Too Bad There’s Really No Such Thing As A Careful Or Unbiased Observer.

It’s easy for the careful and unbiased observer to pinpoint the development of fights. Ah, they might mutter, now he’ll ask her why she’s never introduced him to any of her friends. Oh yes, here comes the part where she claims he’s undermined her self-confidence. Mhmm, and now the threats, the violent gestures. Yes, yes, how very predictable.

For the actual people involved, these thresholds are not noticeable. Anger is so deliciously addictive that it gives you this happy high (for however brief a time), this glorious sense of satisfaction that can be obtained no other way. When you’re fighting, little is more important than the attainment of this feeling. And so you only feel the vaguest sensation of the hurt you cause, the barriers you are passing. If I continue on, she won’t talk to me until tomorrow. If I continue on, she’ll revoke Board Game Thursdays. If I continue on, she’ll make me give back the keys to her apartment. If I continue on, she’ll tell her parents I’m an asshole. If I continue on, she’ll forward that picture of me at the Christmas party to my whole address book. If I continue on, she’ll hate me. If I continue on, she’ll pack her toothbrush and her stainless steel silverware collection and her smile and never attempt to see me again.

These cues are simple things – tugs that remind you of possible consequences, reminders that are usually promptly overruled. The problem is that you can’t go back – going back would mean humiliation, would mean losing face, would mean appearing vulnerable and that’s just not something anyone is prepared to do. No one blames you for not being able to do it.

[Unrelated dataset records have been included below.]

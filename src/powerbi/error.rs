//! Error types for the Power BI token provider.
//!
//! Two failure families exist: the identity provider refusing to issue an
//! access token ([`AuthError`]) and the Power BI REST API rejecting a call
//! ([`ApiError`]). Neither is retried internally.

use reqwest::StatusCode;
use thiserror::Error;

/// Description used when the identity provider omits `error_description`.
pub const UNKNOWN_ERROR_DESCRIPTION: &str = "unknown error";

/// Client-credentials exchange against the identity provider failed.
#[derive(Debug, Error)]
pub enum AuthError {
    /// The response did not contain an `access_token`.
    #[error("Error obtaining access token: {description}")]
    Rejected { description: String },

    /// The identity provider did not answer within the configured timeout.
    #[error("Identity provider request timed out")]
    Timeout,

    /// Connection-level failure (DNS, TLS, connection reset, ...).
    #[error("Failed to reach identity provider: {0}")]
    Transport(#[source] reqwest::Error),

    /// The response body was not valid token JSON.
    #[error("Invalid token response from identity provider: {0}")]
    InvalidResponse(#[source] serde_json::Error),
}

impl From<reqwest::Error> for AuthError {
    fn from(err: reqwest::Error) -> Self {
        if err.is_timeout() {
            AuthError::Timeout
        } else {
            AuthError::Transport(err)
        }
    }
}

/// A Power BI REST API call failed.
#[derive(Debug, Error)]
pub enum ApiError {
    /// Non-success status. `body` is the raw response text.
    #[error("Power BI API returned {status}: {body}")]
    Status { status: StatusCode, body: String },

    /// The API did not answer within the configured timeout.
    #[error("Power BI API request timed out")]
    Timeout,

    /// Connection-level failure.
    #[error("Failed to reach Power BI API: {0}")]
    Transport(#[source] reqwest::Error),

    /// A success response whose body could not be decoded.
    #[error("Invalid response from Power BI API: {0}")]
    InvalidResponse(#[source] reqwest::Error),
}

impl From<reqwest::Error> for ApiError {
    fn from(err: reqwest::Error) -> Self {
        if err.is_timeout() {
            ApiError::Timeout
        } else if err.is_decode() {
            ApiError::InvalidResponse(err)
        } else {
            ApiError::Transport(err)
        }
    }
}

/// Any failure surfaced by [`PowerBiAuth`](super::PowerBiAuth).
#[derive(Debug, Error)]
pub enum PowerBiError {
    #[error(transparent)]
    Auth(#[from] AuthError),

    #[error(transparent)]
    Api(#[from] ApiError),
}

impl PowerBiError {
    /// True when the failure was a request timeout on either remote.
    pub fn is_timeout(&self) -> bool {
        matches!(
            self,
            PowerBiError::Auth(AuthError::Timeout) | PowerBiError::Api(ApiError::Timeout)
        )
    }
}

#[cfg(test)]
mod tests {
    use super::*;

    #[test]
    fn test_rejected_message_carries_description() {
        let err = AuthError::Rejected {
            description: "AADSTS7000215: Invalid client secret provided.".to_string(),
        };
        assert_eq!(
            err.to_string(),
            "Error obtaining access token: AADSTS7000215: Invalid client secret provided."
        );
    }

    #[test]
    fn test_status_message_carries_raw_body() {
        let err = ApiError::Status {
            status: StatusCode::FORBIDDEN,
            body: r#"{"error":{"code":"PowerBINotAuthorizedException"}}"#.to_string(),
        };
        let message = err.to_string();
        assert!(message.contains("403"));
        assert!(message.contains(r#"{"error":{"code":"PowerBINotAuthorizedException"}}"#));
    }

    #[test]
    fn test_is_timeout() {
        assert!(PowerBiError::from(AuthError::Timeout).is_timeout());
        assert!(PowerBiError::from(ApiError::Timeout).is_timeout());

        let rejected = PowerBiError::from(AuthError::Rejected {
            description: UNKNOWN_ERROR_DESCRIPTION.to_string(),
        });
        assert!(!rejected.is_timeout());
    }
}
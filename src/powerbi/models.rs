//! Power BI REST API payloads.

use serde::{Deserialize, Serialize};
use serde_json::{Map, Value};

/// Report to embed, as configured by the operator.
#[derive(Clone, Debug, Default, PartialEq, Serialize, Deserialize)]
pub struct ReportDescriptor {
    /// Workspace (group) ID
    #[serde(default)]
    pub group_id: String,

    /// Report ID
    #[serde(default)]
    pub report_id: String,

    /// Embed URL. When empty it is resolved from the report metadata.
    #[serde(default)]
    pub embed_url: String,
}

/// Embed token returned by `GenerateToken`. Never cached.
#[derive(Clone, Debug, PartialEq, Serialize, Deserialize)]
#[serde(rename_all = "camelCase")]
pub struct EmbedTokenResult {
    pub token: String,
    pub token_id: String,
    /// UTC timestamp exactly as Power BI sent it.
    pub expiration: String,
}

/// Report metadata from `GET /groups/{group}/reports/{report}`.
#[derive(Clone, Debug, PartialEq, Serialize, Deserialize)]
#[serde(rename_all = "camelCase")]
pub struct ReportInfo {
    pub id: String,
    pub name: String,
    pub embed_url: String,
    #[serde(default)]
    pub web_url: Option<String>,
    #[serde(default)]
    pub dataset_id: Option<String>,
    #[serde(default)]
    pub report_type: Option<String>,
    /// Remaining fields as returned by the API
    #[serde(flatten)]
    pub extra: Map<String, Value>,
}

/// Dataset entry from `GET /groups/{group}/datasets`.
#[derive(Clone, Debug, PartialEq, Serialize, Deserialize)]
#[serde(rename_all = "camelCase")]
pub struct Dataset {
    pub id: String,
    pub name: String,
    #[serde(default)]
    pub configured_by: Option<String>,
    #[serde(default)]
    pub is_refreshable: Option<bool>,
    #[serde(flatten)]
    pub extra: Map<String, Value>,
}

/// `{ "value": [...] }` envelope used by list endpoints.
#[derive(Debug, Deserialize)]
pub(crate) struct DatasetList {
    #[serde(default)]
    pub value: Vec<Dataset>,
}

/// Body of the `GenerateToken` request.
#[derive(Debug, Serialize)]
#[serde(rename_all = "camelCase")]
pub(crate) struct GenerateTokenRequest<'a> {
    access_level: &'static str,
    allow_save_as: bool,
    #[serde(skip_serializing_if = "Option::is_none")]
    datasets: Option<Vec<DatasetReference<'a>>>,
}

#[derive(Debug, Serialize)]
struct DatasetReference<'a> {
    id: &'a str,
}

impl<'a> GenerateTokenRequest<'a> {
    /// View-only token with save-as disabled. An empty dataset list is
    /// treated the same as no list.
    pub fn view_only(datasets: Option<&'a [String]>) -> Self {
        let datasets = datasets.filter(|ids| !ids.is_empty()).map(|ids| {
            ids.iter()
                .map(|id| DatasetReference { id: id.as_str() })
                .collect()
        });

        Self {
            access_level: "View",
            allow_save_as: false,
            datasets,
        }
    }
}
use super::{AppError, AppState};
use crate::powerbi::{EmbedTokenResult, PowerBiError};
use axum::{extract::State, response::Json};
use serde::Serialize;
use std::sync::Arc;
use tracing::{debug, info};

/// Everything the browser viewer needs to embed the configured report.
#[derive(Clone, Debug, Serialize)]
#[serde(rename_all = "camelCase")]
pub struct EmbedConfig {
    pub report_id: String,
    pub embed_url: String,
    #[serde(flatten)]
    pub embed_token: EmbedTokenResult,
}

/// Build the embed configuration for the configured report.
///
/// The embed URL comes from configuration, or from the report metadata
/// (looked up once) when none is configured.
pub(crate) async fn fetch_embed_config(state: &AppState) -> Result<EmbedConfig, PowerBiError> {
    let report = &state.report;

    let embed_url = state
        .resolved_embed_url
        .get_or_try_init(|| async {
            if !report.embed_url.is_empty() {
                return Ok(report.embed_url.clone());
            }
            let info = state
                .powerbi
                .get_report_info(&report.group_id, &report.report_id)
                .await?;
            info!(report = %info.name, "Resolved embed URL from report metadata");
            Ok::<_, PowerBiError>(info.embed_url)
        })
        .await?
        .clone();

    let embed_token = state
        .powerbi
        .get_embed_token(&report.group_id, &report.report_id, None)
        .await?;

    Ok(EmbedConfig {
        report_id: report.report_id.clone(),
        embed_url,
        embed_token,
    })
}

/// GET /api/embed-token
///
/// Fresh embed token for the configured report. Used by the dashboard to
/// renew the viewer's token before it expires.
pub(crate) async fn embed_token(
    State(state): State<Arc<AppState>>,
) -> Result<Json<EmbedConfig>, AppError> {
    debug!(report_id = %state.report.report_id, "Embed token requested");
    let config = fetch_embed_config(&state).await?;
    Ok(Json(config))
}
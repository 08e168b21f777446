//! In-memory access token cache.
//!
//! One slot per provider. A cached token is only handed out while
//! `now < expires_at`; past that it behaves exactly like an empty slot.

use chrono::{DateTime, Utc};
use std::sync::{Mutex, PoisonError};

/// Source of the current time for cache validity checks.
pub trait Clock: Send + Sync {
    fn now(&self) -> DateTime<Utc>;
}

/// Wall-clock time.
#[derive(Debug, Clone, Copy, Default)]
pub struct SystemClock;

impl Clock for SystemClock {
    fn now(&self) -> DateTime<Utc> {
        Utc::now()
    }
}

/// Access token plus the instant after which it must not be used.
#[derive(Clone, Debug, PartialEq)]
pub struct CachedToken {
    pub token: String,
    pub expires_at: DateTime<Utc>,
}

impl CachedToken {
    pub fn is_valid_at(&self, now: DateTime<Utc>) -> bool {
        now < self.expires_at
    }
}

/// Single-slot token cache.
///
/// Racing callers that both miss will both fetch; the last `store` wins.
#[derive(Debug, Default)]
pub struct TokenCache {
    slot: Mutex<Option<CachedToken>>,
}

impl TokenCache {
    pub fn new() -> Self {
        Self::default()
    }

    /// Returns the cached token if it is still valid at `now`.
    pub fn valid_token(&self, now: DateTime<Utc>) -> Option<String> {
        let slot = self.slot.lock().unwrap_or_else(PoisonError::into_inner);
        slot.as_ref()
            .filter(|cached| cached.is_valid_at(now))
            .map(|cached| cached.token.clone())
    }

    /// Overwrites the slot.
    pub fn store(&self, token: CachedToken) {
        let mut slot = self.slot.lock().unwrap_or_else(PoisonError::into_inner);
        *slot = Some(token);
    }

    /// Current slot contents, valid or not.
    pub fn snapshot(&self) -> Option<CachedToken> {
        self.slot
            .lock()
            .unwrap_or_else(PoisonError::into_inner)
            .clone()
    }
}

#[cfg(test)]
mod tests {
    use super::*;
    use chrono::Duration;

    fn token_expiring_at(expires_at: DateTime<Utc>) -> CachedToken {
        CachedToken {
            token: "cached".to_string(),
            expires_at,
        }
    }

    #[test]
    fn test_empty_cache_has_no_token() {
        let cache = TokenCache::new();
        assert_eq!(cache.valid_token(Utc::now()), None);
        assert_eq!(cache.snapshot(), None);
    }

    #[test]
    fn test_valid_token_before_expiry() {
        let now = Utc::now();
        let cache = TokenCache::new();
        cache.store(token_expiring_at(now + Duration::minutes(1)));

        assert_eq!(cache.valid_token(now), Some("cached".to_string()));
    }

    #[test]
    fn test_token_unusable_at_and_after_expiry() {
        let now = Utc::now();
        let cache = TokenCache::new();
        cache.store(token_expiring_at(now));

        // Boundary: now == expires_at is already expired
        assert_eq!(cache.valid_token(now), None);
        assert_eq!(cache.valid_token(now + Duration::seconds(1)), None);

        // Expired tokens stay in the slot until overwritten
        assert!(cache.snapshot().is_some());
    }

    #[test]
    fn test_store_overwrites_slot() {
        let now = Utc::now();
        let cache = TokenCache::new();
        cache.store(token_expiring_at(now - Duration::minutes(5)));
        cache.store(CachedToken {
            token: "fresh".to_string(),
            expires_at: now + Duration::minutes(55),
        });

        assert_eq!(cache.valid_token(now), Some("fresh".to_string()));
    }

    #[test]
    fn test_system_clock() {
        let clock = SystemClock;
        assert!(clock.now().timestamp() > 0);
    }
}
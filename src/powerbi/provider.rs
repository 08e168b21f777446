use super::error::{ApiError, AuthError, PowerBiError};
use super::exchange::request_client_credentials_token;
use super::models::{Dataset, DatasetList, EmbedTokenResult, GenerateTokenRequest, ReportInfo};
use super::token::{CachedToken, Clock, SystemClock, TokenCache};
use super::{Credentials, Endpoints, ACCESS_TOKEN_CACHE_MINUTES};
use chrono::Duration;
use reqwest::{Client, Response};
use std::sync::Arc;
use tracing::{debug, info, warn};


/// Token provider for Power BI embedding.
///
/// Built once at startup and shared (behind an `Arc`) by every request
/// handler. Holds the only mutable state in the service: the access token
/// cache slot.
pub struct PowerBiAuth {
    credentials: Credentials,
    endpoints: Endpoints,
    http_client: Client,
    cache: TokenCache,
    clock: Arc<dyn Clock>,
}

impl PowerBiAuth {
    /// Create a provider whose outbound requests give up after `timeout`.
    pub fn new(
        credentials: Credentials,
        endpoints: Endpoints,
        timeout: std::time::Duration,
    ) -> Result<Self, reqwest::Error> {
        let http_client = Client::builder()
            .user_agent(concat!("calidad-agua/", env!("CARGO_PKG_VERSION")))
            .timeout(timeout)
            .build()?;

        Ok(Self {
            credentials,
            endpoints,
            http_client,
            cache: TokenCache::new(),
            clock: Arc::new(SystemClock),
        })
    }

    /// Replace the time source used for cache validity.
    pub fn with_clock(mut self, clock: Arc<dyn Clock>) -> Self {
        self.clock = clock;
        self
    }

    /// Current cache slot contents (may be expired).
    pub fn cached_token(&self) -> Option<CachedToken> {
        self.cache.snapshot()
    }

    /// Bearer token for the Power BI API.
    ///
    /// Served from cache while `now < expiry`. Otherwise performs a
    /// client-credentials exchange and caches the result for 55 minutes.
    /// On failure the cache is left as it was.
    pub async fn get_access_token(&self) -> Result<String, AuthError> {
        if let Some(token) = self.cache.valid_token(self.clock.now()) {
            debug!("Using cached Power BI access token");
            return Ok(token);
        }

        debug!(
            tenant_id = %self.credentials.tenant_id,
            "Access token absent or expired, requesting a new one"
        );

        let token_url = self.endpoints.token_url(&self.credentials.tenant_id);
        let access_token = request_client_credentials_token(
            &self.http_client,
            &token_url,
            &self.credentials,
            &self.endpoints.scope,
        )
        .await?;

        let expires_at = self.clock.now() + Duration::minutes(ACCESS_TOKEN_CACHE_MINUTES);
        self.cache.store(CachedToken {
            token: access_token.clone(),
            expires_at,
        });

        info!(
            tenant_id = %self.credentials.tenant_id,
            expires_at = %expires_at,
            "Power BI access token refreshed"
        );

        Ok(access_token)
    }

    /// Generate a view-only embed token (save-as disabled) for a report.
    ///
    /// `datasets`, when given and non-empty, is attached to the request so
    /// the token also covers those datasets.
    pub async fn get_embed_token(
        &self,
        group_id: &str,
        report_id: &str,
        datasets: Option<&[String]>,
    ) -> Result<EmbedTokenResult, PowerBiError> {
        let access_token = self.get_access_token().await?;

        let url = format!(
            "{}/GenerateToken",
            self.endpoints.report_url(group_id, report_id)
        );
        let body = GenerateTokenRequest::view_only(datasets);

        debug!(group_id, report_id, request = ?body, "Generating embed token");

        let response = self
            .http_client
            .post(&url)
            .bearer_auth(&access_token)
            .json(&body)
            .send()
            .await
            .map_err(ApiError::from)?;

        let response = check_response_status(response).await?;
        let embed_token: EmbedTokenResult = response.json().await.map_err(ApiError::from)?;

        info!(
            group_id,
            report_id,
            token_id = %embed_token.token_id,
            expiration = %embed_token.expiration,
            "Embed token generated"
        );

        Ok(embed_token)
    }

    /// Report metadata (name, embed URL, dataset, ...).
    pub async fn get_report_info(
        &self,
        group_id: &str,
        report_id: &str,
    ) -> Result<ReportInfo, PowerBiError> {
        let url = self.endpoints.report_url(group_id, report_id);
        let response = self.authorized_get(&url).await?;
        let info = response.json().await.map_err(ApiError::from)?;
        Ok(info)
    }

    /// Datasets in a workspace. Empty when the response has no `value`.
    pub async fn get_datasets_in_group(
        &self,
        group_id: &str,
    ) -> Result<Vec<Dataset>, PowerBiError> {
        let url = self.endpoints.datasets_url(group_id);
        let response = self.authorized_get(&url).await?;
        let list: DatasetList = response.json().await.map_err(ApiError::from)?;

        debug!(group_id, count = list.value.len(), "Listed datasets");
        Ok(list.value)
    }

    async fn authorized_get(&self, url: &str) -> Result<Response, PowerBiError> {
        let access_token = self.get_access_token().await?;

        debug!("GET {}", url);
        let response = self
            .http_client
            .get(url)
            .bearer_auth(&access_token)
            .send()
            .await
            .map_err(ApiError::from)?;

        Ok(check_response_status(response).await?)
    }
}

/// Pass success responses through; turn anything else into
/// [`ApiError::Status`] carrying the raw body.
async fn check_response_status(response: Response) -> Result<Response, ApiError> {
    let status = response.status();
    if status.is_success() {
        return Ok(response);
    }

    let url = response.url().clone();
    let body = response.text().await?;
    warn!(status = %status, url = %url, "Power BI API request failed");

    Err(ApiError::Status { status, body })
}
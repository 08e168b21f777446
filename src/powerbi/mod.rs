//! Power BI embedding support.
//!
//! [`PowerBiAuth`] turns long-lived Azure AD application credentials into
//! report embed tokens:
//!
//! ```text
//! get_embed_token ──► get_access_token ──(cache miss)──► Azure AD /oauth2/v2.0/token
//!        │                    │
//!        │              (cache hit: no network)
//!        ▼
//!  POST /groups/{group}/reports/{report}/GenerateToken
//! ```
//!
//! The access token is cached for 55 minutes (Azure AD issues ~60 minute
//! tokens). Embed tokens are never cached.

mod error;
mod exchange;
mod models;
mod provider;
mod token;

pub use error::{ApiError, AuthError, PowerBiError, UNKNOWN_ERROR_DESCRIPTION};
pub use models::{Dataset, EmbedTokenResult, ReportDescriptor, ReportInfo};
pub use provider::PowerBiAuth;
pub use token::{CachedToken, Clock, SystemClock, TokenCache};

use std::fmt;

pub const DEFAULT_AUTHORITY_HOST: &str = "https://login.microsoftonline.com";
pub const DEFAULT_API_BASE_URL: &str = "https://api.powerbi.com/v1.0/myorg";
pub const POWERBI_SCOPE: &str = "https://analysis.windows.net/powerbi/api/.default";

/// How long a freshly fetched access token is served from cache.
pub const ACCESS_TOKEN_CACHE_MINUTES: i64 = 55;

/// Azure AD application credentials. Immutable once constructed.
#[derive(Clone)]
pub struct Credentials {
    pub client_id: String,
    pub client_secret: String,
    pub tenant_id: String,
}

impl fmt::Debug for Credentials {
    fn fmt(&self, f: &mut fmt::Formatter<'_>) -> fmt::Result {
        f.debug_struct("Credentials")
            .field("client_id", &self.client_id)
            .field("client_secret", &"<redacted>")
            .field("tenant_id", &self.tenant_id)
            .finish()
    }
}

/// Remote endpoints used by the provider.
#[derive(Clone, Debug)]
pub struct Endpoints {
    /// Azure AD authority host, without tenant
    pub authority_host: String,
    /// Power BI REST base, up to and including `/myorg`
    pub api_base_url: String,
    /// Scope requested in the client-credentials grant
    pub scope: String,
}

impl Default for Endpoints {
    fn default() -> Self {
        Self {
            authority_host: DEFAULT_AUTHORITY_HOST.to_string(),
            api_base_url: DEFAULT_API_BASE_URL.to_string(),
            scope: POWERBI_SCOPE.to_string(),
        }
    }
}

impl Endpoints {
    /// `{authority}/{tenant}/oauth2/v2.0/token`
    pub fn token_url(&self, tenant_id: &str) -> String {
        format!(
            "{}/{}/oauth2/v2.0/token",
            self.authority_host.trim_end_matches('/'),
            urlencoding::encode(tenant_id)
        )
    }

    /// `{api}/groups/{group}/reports/{report}`
    pub fn report_url(&self, group_id: &str, report_id: &str) -> String {
        format!(
            "{}/reports/{}",
            self.group_url(group_id),
            urlencoding::encode(report_id)
        )
    }

    /// `{api}/groups/{group}/datasets`
    pub fn datasets_url(&self, group_id: &str) -> String {
        format!("{}/datasets", self.group_url(group_id))
    }

    fn group_url(&self, group_id: &str) -> String {
        format!(
            "{}/groups/{}",
            self.api_base_url.trim_end_matches('/'),
            urlencoding::encode(group_id)
        )
    }
}

#[cfg(test)]
mod tests {
    use super::*;

    #[test]
    fn test_default_endpoint_urls() {
        let endpoints = Endpoints::default();

        assert_eq!(
            endpoints.token_url("contoso-tenant"),
            "https://login.microsoftonline.com/contoso-tenant/oauth2/v2.0/token"
        );
        assert_eq!(
            endpoints.report_url("G1", "R1"),
            "https://api.powerbi.com/v1.0/myorg/groups/G1/reports/R1"
        );
        assert_eq!(
            endpoints.datasets_url("G1"),
            "https://api.powerbi.com/v1.0/myorg/groups/G1/datasets"
        );
    }

    #[test]
    fn test_path_segments_are_encoded() {
        let endpoints = Endpoints {
            api_base_url: "http://localhost:1234/".to_string(),
            ..Endpoints::default()
        };

        assert_eq!(
            endpoints.report_url("a/b", "r 1"),
            "http://localhost:1234/groups/a%2Fb/reports/r%201"
        );
    }

    #[test]
    fn test_credentials_debug_redacts_secret() {
        let credentials = Credentials {
            client_id: "client".to_string(),
            client_secret: "super-secret".to_string(),
            tenant_id: "tenant".to_string(),
        };

        let debug = format!("{:?}", credentials);
        assert!(debug.contains("client"));
        assert!(!debug.contains("super-secret"));
    }
}
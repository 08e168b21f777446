//! Water quality sample data endpoint.

use super::{AppError, AppState};
use async_trait::async_trait;
use axum::{extract::State, response::Json};
use serde::{Deserialize, Serialize};
use std::sync::Arc;

/// Quality reading for one department.
#[derive(Clone, Debug, PartialEq, Serialize, Deserialize)]
pub struct WaterQualityRecord {
    /// Department name
    #[serde(rename = "nombre")]
    pub name: String,

    /// Quality index, 0-100
    #[serde(rename = "calidad")]
    pub score: u8,

    /// Status label ("Excelente", "Buena", "Aceptable", ...)
    #[serde(rename = "estado")]
    pub status: String,
}

impl WaterQualityRecord {
    fn new(name: &str, score: u8, status: &str) -> Self {
        Self {
            name: name.to_string(),
            score,
            status: status.to_string(),
        }
    }
}

/// Body of `GET /api/calidad-agua`
#[derive(Debug, Serialize)]
pub struct WaterQualityResponse {
    #[serde(rename = "departamentos")]
    pub departments: Vec<WaterQualityRecord>,
}

/// Backend for department water quality readings.
#[async_trait]
pub trait WaterQualitySource: Send + Sync {
    async fn departments(&self) -> anyhow::Result<Vec<WaterQualityRecord>>;
}

/// Fixed five-department sample set.
#[derive(Debug, Clone, Copy, Default)]
pub struct StaticWaterQualitySource;

#[async_trait]
impl WaterQualitySource for StaticWaterQualitySource {
    async fn departments(&self) -> anyhow::Result<Vec<WaterQualityRecord>> {
        Ok(sample_departments())
    }
}

pub fn sample_departments() -> Vec<WaterQualityRecord> {
    vec![
        WaterQualityRecord::new("Antioquia", 85, "Buena"),
        WaterQualityRecord::new("Cundinamarca", 78, "Aceptable"),
        WaterQualityRecord::new("Valle del Cauca", 82, "Buena"),
        WaterQualityRecord::new("Atlántico", 70, "Aceptable"),
        WaterQualityRecord::new("Santander", 88, "Excelente"),
    ]
}

/// GET /api/calidad-agua
pub(crate) async fn calidad_agua(
    State(state): State<Arc<AppState>>,
) -> Result<Json<WaterQualityResponse>, AppError> {
    let departments = state.water_quality.departments().await.map_err(|e| {
        tracing::error!(error = %e, "Water quality source failed");
        AppError::Internal("Failed to load water quality data".to_string())
    })?;

    tracing::debug!(count = departments.len(), "Serving water quality data");
    Ok(Json(WaterQualityResponse { departments }))
}
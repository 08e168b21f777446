use super::embed::fetch_embed_config;
use super::render;
use super::{upstream_status, AppState};
use axum::{
    extract::State,
    http::StatusCode,
    response::{Html, IntoResponse, Response},
};
use std::sync::Arc;
use tracing::error;

const HOME_TITLE: &str = "Calidad de Agua en Colombia";
const DASHBOARD_TITLE: &str = "Dashboard - Calidad de Agua";
const ABOUT_TITLE: &str = "Sobre el Proyecto";

/// GET /
pub(crate) async fn index() -> Html<String> {
    render::page(HOME_TITLE, render::INDEX)
}

/// GET /about
pub(crate) async fn about() -> Html<String> {
    render::page(ABOUT_TITLE, render::ABOUT)
}

/// GET /dashboard
///
/// Embeds the configured report. Token or API failures render an error
/// page (502, or 504 on timeout) instead of failing the request.
pub(crate) async fn dashboard(State(state): State<Arc<AppState>>) -> Response {
    let config = match fetch_embed_config(&state).await {
        Ok(config) => config,
        Err(e) => {
            error!(
                group_id = %state.report.group_id,
                report_id = %state.report.report_id,
                error = %e,
                "Failed to obtain embed token for dashboard"
            );
            let message = if e.is_timeout() {
                "El servicio de Power BI no respondió a tiempo. Intente de nuevo en unos minutos."
            } else {
                "No fue posible cargar el reporte de Power BI. Intente de nuevo más tarde."
            };
            return (upstream_status(&e), render::error_page(DASHBOARD_TITLE, message))
                .into_response();
        }
    };

    match render::dashboard(DASHBOARD_TITLE, &config) {
        Ok(page) => page.into_response(),
        Err(e) => {
            error!(error = %e, "Failed to serialize embed configuration");
            (
                StatusCode::INTERNAL_SERVER_ERROR,
                render::error_page(DASHBOARD_TITLE, "Error interno al preparar el reporte."),
            )
                .into_response()
        }
    }
}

As for me, I obsess over things like these. I tell myself how to act in a conflict, but of course the phrases I’ve prepared and the game plan I’d been imagining never work out like I want them to. Besides, I do not exercise rationale. I draw up all my resources, all my petty insults, all my carefully-tended secrets, all my knowledge on human weaknesses and catapult it at my victim, taking pride in the way their composure falters, in how long it takes for their comeback to arrive.

Spelt out this way, it sounds unbearably cruel: anger. It’s not, however, as you probably know or should realize. Sometimes anger is a good thing. Sometimes it’s just downright necessary. I’m all for goodness and joy and peace in the world, but we are (fortunately or unfortunately) human. Getting pissed off occasionally is in our hardwiring. The important thing is preservation, knowing when to stop, when to listen to those little cues and think okay, enough is enough.

Today I bypassed several of those subtle cues. I felt myself disregarding them as I elbowed my way towards my objective and now, in retrospect, I’m not sure how I feel. At the time my reaction was something akin to screw it! and yet now I regret it (as I, and you, knew I would). The accusations, the barbed words, the threats are all there now, in the space between us. However much I may apologize, correct, rectify, things are not the same. However much you may forgive, acknowledge, offer quiet sorry‘s of your own, things are not the same. I do not know whether this is a good thing – whether we’ve grown in being separated from each other and then thrown back together again – or if, somewhere, somehow, a small but harsh, bitter something lies incontrovertibly between us.